Ask YC: Other than Google Adwords, what is the best form of paid advertising? - mannylee1

I am helping with a stealth startup that will use Adwords predominantly for its advertising.  What other effective paid advertising tools are out there.  Creative responses would be great too.
======
gscott
For paid ads, I like searching the Adbrite.com directory for bargains. Find
sites with 500 to 5000 hits a day. Pay the default .05 cents per CPM and you
will be paying .05 to .25cents a day to reach all of those people. Finding the
right sites is a bit of a challenge but you only have to find a few sites and
stick with those to drive new traffic to your site every day.

------
PStamatiou
<http://inthesidebar.com> is a recently-launched ad network targeting
developer/designer crowds. (disclosure note: i am one of their publishers)
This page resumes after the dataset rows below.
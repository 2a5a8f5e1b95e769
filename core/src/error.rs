use thiserror::Error;

#[derive(Debug, Error)]
pub enum CoreError {
    #[error("invalid input: {0}")]
    InvalidInput(String),

    #[error("section {section} incomplete: missing {}", .missing.join(", "))]
    SectionIncomplete { section: u8, missing: Vec<String> },

    #[error("workflow transition refused: {0}")]
    WorkflowTransition(String),

    #[error("submission already in flight")]
    SubmissionInFlight,

    #[error("submission failed: {0}")]
    SubmissionFailed(String),

    #[error("unknown field: {0}")]
    UnknownField(String),

    #[error("io error: {0}")]
    Io(#[from] std::io::Error),

    #[error("json error: {0}")]
    Json(#[from] serde_json::Error),

    #[error("csv error: {0}")]
    Csv(#[from] csv::Error),
}

pub type CoreResult<T> = Result<T, CoreError>;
there is also the deck <http://decknetwork.net/>

<http://adify.com> is the head honcho but I haven't had a good experience with
them.

------
jey
I have had great luck with StumbleUpon advertising, but it really depends on
the site you're trying to promote. The problem with SU is that you need to
capture the user in the first few seconds, or they're just going to click
"stumble" and bounce to the next site. But if you do have a
fun/interesting/cool site, SU is a great source for consistent and cheap
traffic ($0.05 per visitor).

------
deathbyzen
How about <http://www.projectwonderful.com/> ?

I actually used it once to advertise my blog. It worked fairly well, but I
wasn't really interested in advertising my blog; I was just interested in
trying Project Wonderful.

------
staunch
Stick with AdWords initially and worry about it more later. Until you have a
significant amount of traffic no one cares about you. Once you do have traffic
you can try out a bunch of ad networks until you find the best one(s) for your
site.

------
jfornear
Federated Media is popular among tech-targeted sites. You can check out their
publishers here: <http://www.federatedmedia.net/authors/index>

------
larryfreeman
There's also interesting affiliate programs. Everyone knows about Amazon's
affiliate program. There's also Linkshare.com that represents a large number
of web sites as well as numerous web sites that have an affiliate link.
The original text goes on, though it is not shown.